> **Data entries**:
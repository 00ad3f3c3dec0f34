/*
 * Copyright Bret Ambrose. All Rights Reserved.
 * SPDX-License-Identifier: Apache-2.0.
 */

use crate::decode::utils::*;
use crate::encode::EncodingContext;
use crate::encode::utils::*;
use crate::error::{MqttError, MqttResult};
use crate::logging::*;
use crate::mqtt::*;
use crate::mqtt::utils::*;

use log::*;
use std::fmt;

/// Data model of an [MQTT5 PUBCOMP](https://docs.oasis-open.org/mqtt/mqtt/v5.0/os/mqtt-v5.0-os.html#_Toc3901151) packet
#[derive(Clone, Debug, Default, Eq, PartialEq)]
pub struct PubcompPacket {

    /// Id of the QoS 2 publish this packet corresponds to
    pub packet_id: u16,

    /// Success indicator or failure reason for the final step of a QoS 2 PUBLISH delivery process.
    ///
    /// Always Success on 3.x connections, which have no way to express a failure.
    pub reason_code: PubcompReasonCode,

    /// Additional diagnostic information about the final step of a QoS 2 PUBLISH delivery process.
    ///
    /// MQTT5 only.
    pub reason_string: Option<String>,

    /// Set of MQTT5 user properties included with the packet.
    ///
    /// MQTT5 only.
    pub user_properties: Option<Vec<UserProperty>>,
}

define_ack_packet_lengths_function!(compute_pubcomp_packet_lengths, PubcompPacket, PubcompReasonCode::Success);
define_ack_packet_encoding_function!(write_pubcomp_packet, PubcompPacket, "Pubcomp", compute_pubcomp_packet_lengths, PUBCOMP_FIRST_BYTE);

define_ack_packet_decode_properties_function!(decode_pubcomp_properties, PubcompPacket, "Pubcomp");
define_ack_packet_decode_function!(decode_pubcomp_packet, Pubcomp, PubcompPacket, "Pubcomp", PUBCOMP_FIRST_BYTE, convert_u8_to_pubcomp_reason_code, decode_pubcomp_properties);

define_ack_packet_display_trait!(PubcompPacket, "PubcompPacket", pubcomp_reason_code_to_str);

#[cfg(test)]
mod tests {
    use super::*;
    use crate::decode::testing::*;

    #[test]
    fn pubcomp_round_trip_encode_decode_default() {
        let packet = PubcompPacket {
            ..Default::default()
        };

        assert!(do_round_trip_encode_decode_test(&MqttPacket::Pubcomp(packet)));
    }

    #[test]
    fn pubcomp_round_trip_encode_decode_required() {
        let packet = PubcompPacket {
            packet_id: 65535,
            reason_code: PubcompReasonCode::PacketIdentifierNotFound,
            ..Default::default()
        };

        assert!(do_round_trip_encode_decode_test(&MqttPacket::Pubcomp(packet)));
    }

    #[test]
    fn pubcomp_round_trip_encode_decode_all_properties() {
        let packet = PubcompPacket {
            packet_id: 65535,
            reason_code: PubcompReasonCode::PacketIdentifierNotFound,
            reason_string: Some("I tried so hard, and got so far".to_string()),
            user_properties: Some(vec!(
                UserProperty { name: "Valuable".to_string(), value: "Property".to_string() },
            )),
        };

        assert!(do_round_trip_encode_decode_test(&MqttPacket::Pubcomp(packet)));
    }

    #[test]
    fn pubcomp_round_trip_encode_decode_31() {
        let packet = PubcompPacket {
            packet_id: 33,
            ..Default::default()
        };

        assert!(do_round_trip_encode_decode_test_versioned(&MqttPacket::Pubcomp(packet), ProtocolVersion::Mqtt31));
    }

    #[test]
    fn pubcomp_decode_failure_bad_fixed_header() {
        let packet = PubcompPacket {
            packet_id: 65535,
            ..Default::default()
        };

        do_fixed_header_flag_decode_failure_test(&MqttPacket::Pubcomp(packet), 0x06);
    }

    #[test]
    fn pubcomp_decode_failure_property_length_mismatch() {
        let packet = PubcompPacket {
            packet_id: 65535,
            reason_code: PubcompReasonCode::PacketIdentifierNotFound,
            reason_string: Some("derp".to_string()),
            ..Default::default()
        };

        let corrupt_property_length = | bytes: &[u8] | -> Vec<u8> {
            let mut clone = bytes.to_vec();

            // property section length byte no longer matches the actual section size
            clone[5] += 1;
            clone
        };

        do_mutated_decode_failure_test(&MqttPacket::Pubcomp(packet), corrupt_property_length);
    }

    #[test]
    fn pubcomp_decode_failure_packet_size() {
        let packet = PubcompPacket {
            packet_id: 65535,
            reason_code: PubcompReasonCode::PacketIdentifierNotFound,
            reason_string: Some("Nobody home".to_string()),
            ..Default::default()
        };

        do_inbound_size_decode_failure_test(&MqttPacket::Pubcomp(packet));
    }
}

> **Problem to work on**:
Set down each record above without changing a single word.

> **Written solution**:
repository 00ad3f3c3dec0f34
/*
 * Copyright Bret Ambrose. All Rights Reserved.
 * SPDX-License-Identifier: Apache-2.0.
 */

use crate::decode::utils::*;
use crate::encode::EncodingContext;
use crate::encode::utils::*;
use crate::error::{MqttError, MqttResult};
use crate::logging::*;
use crate::mqtt::*;
use crate::mqtt::utils::*;

use log::*;
use std::fmt;

/// Data model of an [MQTT5 PUBCOMP](https://docs.oasis-open.org/mqtt/mqtt/v5.0/os/mqtt-v5.0-os.html#_Toc3901151) packet
#[derive(Clone, Debug, Default, Eq, PartialEq)]
pub struct PubcompPacket {

    /// Id of the QoS 2 publish this packet corresponds to
    pub packet_id: u16,

    /// Success indicator or failure reason for the final step of a QoS 2 PUBLISH delivery process.
    ///
    /// Always Success on 3.x connections, which have no way to express a failure.
    pub reason_code: PubcompReasonCode,

    /// Additional diagnostic information about the final step of a QoS 2 PUBLISH delivery process.
    ///
    /// MQTT5 only.
    pub reason_string: Option<String>,

    /// Set of MQTT5 user properties included with the packet.
    ///
    /// MQTT5 only.
    pub user_properties: Option<Vec<UserProperty>>,
}

define_ack_packet_lengths_function!(compute_pubcomp_packet_lengths, PubcompPacket, PubcompReasonCode::Success);
define_ack_packet_encoding_function!(write_pubcomp_packet, PubcompPacket, "Pubcomp", compute_pubcomp_packet_lengths, PUBCOMP_FIRST_BYTE);

define_ack_packet_decode_properties_function!(decode_pubcomp_properties, PubcompPacket, "Pubcomp");
define_ack_packet_decode_function!(decode_pubcomp_packet, Pubcomp, PubcompPacket, "Pubcomp", PUBCOMP_FIRST_BYTE, convert_u8_to_pubcomp_reason_code, decode_pubcomp_properties);

define_ack_packet_display_trait!(PubcompPacket, "PubcompPacket", pubcomp_reason_code_to_str);

#[cfg(test)]
mod tests {
    use super::*;
    use crate::decode::testing::*;

    #[test]
    fn pubcomp_round_trip_encode_decode_default() {
        let packet = PubcompPacket {
            ..Default::default()
        };

        assert!(do_round_trip_encode_decode_test(&MqttPacket::Pubcomp(packet)));
    }

    #[test]
    fn pubcomp_round_trip_encode_decode_required() {
        let packet = PubcompPacket {
            packet_id: 65535,
            reason_code: PubcompReasonCode::PacketIdentifierNotFound,
            ..Default::default()
        };

        assert!(do_round_trip_encode_decode_test(&MqttPacket::Pubcomp(packet)));
    }

    #[test]
    fn pubcomp_round_trip_encode_decode_all_properties() {
        let packet = PubcompPacket {
            packet_id: 65535,
            reason_code: PubcompReasonCode::PacketIdentifierNotFound,
            reason_string: Some("I tried so hard, and got so far".to_string()),
            user_properties: Some(vec!(
                UserProperty { name: "Valuable".to_string(), value: "Property".to_string() },
            )),
        };

        assert!(do_round_trip_encode_decode_test(&MqttPacket::Pubcomp(packet)));
    }

    #[test]
    fn pubcomp_round_trip_encode_decode_31() {
        let packet = PubcompPacket {
            packet_id: 33,
            ..Default::default()
        };

        assert!(do_round_trip_encode_decode_test_versioned(&MqttPacket::Pubcomp(packet), ProtocolVersion::Mqtt31));
    }

    #[test]
    fn pubcomp_decode_failure_bad_fixed_header() {
        let packet = PubcompPacket {
            packet_id: 65535,
            ..Default::default()
        };

        do_fixed_header_flag_decode_failure_test(&MqttPacket::Pubcomp(packet), 0x06);
    }

    #[test]
    fn pubcomp_decode_failure_property_length_mismatch() {
        let packet = PubcompPacket {
            packet_id: 65535,
            reason_code: PubcompReasonCode::PacketIdentifierNotFound,
            reason_string: Some("derp".to_string()),
            ..Default::default()
        };

        let corrupt_property_length = | bytes: &[u8] | -> Vec<u8> {
            let mut clone = bytes.to_vec();

            // property section length byte no longer matches the actual section size
            clone[5] += 1;
            clone
        };

        do_mutated_decode_failure_test(&MqttPacket::Pubcomp(packet), corrupt_property_length);
    }

    #[test]
    fn pubcomp_decode_failure_packet_size() {
        let packet = PubcompPacket {
            packet_id: 65535,
            reason_code: PubcompReasonCode::PacketIdentifierNotFound,
            reason_string: Some("Nobody home".to_string()),
            ..Default::default()
        };

        do_inbound_size_decode_failure_test(&MqttPacket::Pubcomp(packet));
    }
}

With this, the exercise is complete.